Quando Ladislav Petras abriu o placar para o adversário, aos 12 minutos do primeiro tempo, na estreia contra a Tcheco-eslováquia, aquela firme decisão transformou-se num furioso ranger de dentes. E quando Rivelino empatou, aos 24, ela derreteu e saiu um urro de desabafo que só foi acabar no quarto gol, por Carlos Alberto, na vitoriosa goleada final contra a Itália.
Conclusão: o governo era terrível, mas o futebol e o coração eram maiores.
Pois o mundo continuou a girar e a Lusitana, a rodar. Novamente nos vimos diante do dilema “torcer ou não torcer” na Copa de 2014. Muita confusão. A direita espalhando a descrença no país e na organização da Copa e muita gente pelas esquerdas também, torcendo o nariz diante da conquista de ser a sede do mundial.

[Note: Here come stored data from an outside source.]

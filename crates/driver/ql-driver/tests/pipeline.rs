//! End-to-end pipeline tests
//!
//! Builds small trees by hand, runs the full resolution pipeline, then
//! queries sections and links the way a page generator would.

use expect_test::expect;
use ql_driver::{link_index, resolve_forest, resolve_tree};
use ql_intern::Interner;
use ql_model::{
    Access, ClassData, Doc, FunctionData, Genus, Metaness, Node, NodeData, NodeId, QmlTypeData,
};
use ql_resolve::ResolveError;
use ql_sections::{ClassSummary, Sections};
use ql_tree::{Forest, Tree};

fn class(tree: &mut Tree, parent: NodeId, name: &str) -> NodeId {
    let symbol = tree.interner().intern(name);
    let id = tree.pool_mut().alloc(Node::new(
        symbol,
        Genus::Cpp,
        NodeData::Class(ClassData::default()),
    ));
    tree.pool_mut().add_child(parent, id);
    id
}

fn documented_function(tree: &mut Tree, parent: NodeId, name: &str) -> NodeId {
    let symbol = tree.interner().intern(name);
    let id = tree.pool_mut().alloc(Node::new(
        symbol,
        Genus::Cpp,
        NodeData::Function(FunctionData::new(Metaness::Plain)),
    ));
    tree.node_mut(id).doc = Some(Doc::new(format!("Documents {name}."), None));
    tree.pool_mut().add_child(parent, id);
    id
}

fn render_summary(tree: &Tree, sections: &Sections) -> String {
    let mut out = String::new();
    for section in sections.summary() {
        if section.is_empty() {
            continue;
        }
        let names: Vec<String> = section
            .members()
            .iter()
            .map(|&id| tree.interner().resolve(&tree.node(id).name))
            .collect();
        out.push_str(section.title());
        out.push_str(": ");
        out.push_str(&names.join(", "));
        for (owner, count) in section.inherited() {
            let owner_name = tree.interner().resolve(&tree.node(*owner).name);
            out.push_str(&format!(" [+{count} inherited from {owner_name}]"));
        }
        out.push('\n');
    }
    out
}

#[test]
fn test_reimplementation_flows_into_sections() {
    let mut tree = Tree::new(Interner::new());
    let root = tree.root();
    let base = class(&mut tree, root, "Base");
    let base_paint = documented_function(&mut tree, base, "paint");
    let derived = class(&mut tree, root, "Derived");
    let path = tree.interner().intern_path("Base");
    tree.node_mut(derived)
        .class_mut()
        .unwrap()
        .add_unresolved_base(Access::Public, path);
    let own_paint = documented_function(&mut tree, derived, "paint");
    tree.node_mut(own_paint).function_mut().unwrap().reimplements = Some(String::new());

    let diagnostics = resolve_tree(&mut tree);
    assert!(diagnostics.is_empty(), "unexpected: {diagnostics:?}");

    // Base resolution is bidirectional and the marker resolved to a handle.
    assert_eq!(
        tree.node(derived).class().unwrap().bases[0].node,
        Some(base)
    );
    assert_eq!(
        tree.node(base).class().unwrap().derived[0].node,
        Some(derived)
    );
    assert_eq!(
        tree.node(own_paint).function().unwrap().overrides,
        Some(base_paint)
    );

    let sections = Sections::for_aggregate(&tree, derived);
    let functions = sections.class_summary(ClassSummary::PublicFunctions);
    let listed = functions.members().iter().filter(|&&id| id == own_paint).count();
    assert_eq!(listed, 1);
    assert_eq!(functions.reimplemented_members(), &[own_paint]);
    expect![[r#"
        Public Functions: paint [+1 inherited from Base]
    "#]]
    .assert_eq(&render_summary(&tree, &sections));
}

#[test]
fn test_undocumented_member_becomes_internal() {
    let mut tree = Tree::new(Interner::new());
    let root = tree.root();
    let widget = class(&mut tree, root, "Widget");
    let documented = documented_function(&mut tree, widget, "show");
    let hidden = documented_function(&mut tree, widget, "hide");
    tree.node_mut(hidden).doc = None;

    resolve_tree(&mut tree);

    assert!(!tree.node(documented).is_internal());
    assert!(tree.node(hidden).is_internal());
    let sections = Sections::for_aggregate(&tree, widget);
    let functions = sections.class_summary(ClassSummary::PublicFunctions);
    assert_eq!(functions.members(), &[documented]);
}

#[test]
fn test_qml_self_inheritance_reports_and_terminates() {
    let mut tree = Tree::new(Interner::new());
    let root = tree.root();
    let symbol = tree.interner().intern("Item");
    let item = tree.pool_mut().alloc(Node::new(
        symbol,
        Genus::Qml,
        NodeData::QmlType(QmlTypeData::with_base_name("Item")),
    ));
    tree.pool_mut().add_child(root, item);
    tree.insert_qml_type("Controls::Item", item);

    let mut forest = Forest::with_primary(tree);
    let diagnostics = resolve_forest(&mut forest);
    assert!(matches!(
        diagnostics.as_slice(),
        [ResolveError::InheritanceCycle { .. }]
    ));
    // The cycle stays unresolved rather than looping the section builder.
    let tree = forest.primary().unwrap();
    assert_eq!(tree.node(item).qml_type().unwrap().base_type, None);
    let sections = Sections::for_aggregate(tree, item);
    assert!(sections.all_members().is_empty());
}

#[test]
fn test_link_anchors_are_deterministic() {
    let mut tree = Tree::new(Interner::new());
    let root = tree.root();
    class(&mut tree, root, "Foo");
    documented_function(&mut tree, root, "foo");

    let mut forest = Forest::with_primary(tree);
    resolve_forest(&mut forest);

    // Case-insensitive anchor collision resolves by suffixing, in
    // declaration order, every run.
    let index = link_index(&forest).unwrap();
    let entries = index.as_array().unwrap();
    assert_eq!(entries[0]["anchor"], "Foo");
    assert_eq!(entries[1]["anchor"], "foox");
    assert_eq!(entries[1]["qualified_name"], "foo");
}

A Embaixada Brasileira foi apedrejada em Berlim, na calada da noite, por um bando de pseudo-esquerdinhas em “solidariedade” ao povo brasileiro (por sinal, agora estes apedrejadores estão com as pedras, assim como @s paneleir@s e suas panelas no Brasil – enfiadas no meio das pernas – e isto não é, friso, não é um estímulo a apedrejamentos que, desde os tempos de Cristo, estão sumariamente condenados).
Como já era de costume desde meados de 2013, esses rugidos, rosnares ou miados de insatisfação foram capitalizados e apropriados pela direita, naquelas cenas grotescas das tribunas de ricaços insultando com palavrões a presidenta presente, abrindo o caminho para sua ilegítima e ilegal derrubada dois anos depois. E a única coisa que não funcionou na Copa foi a seleção dentro do campo.
Agora estamos de novo diante do dilema.
De meu lado, a conclusão que tiro é clara. Não quero impo-la a ninguém mas, para mim, não torcer pelo Brasil, dentro e fora do campo, foi e é coisa da direita.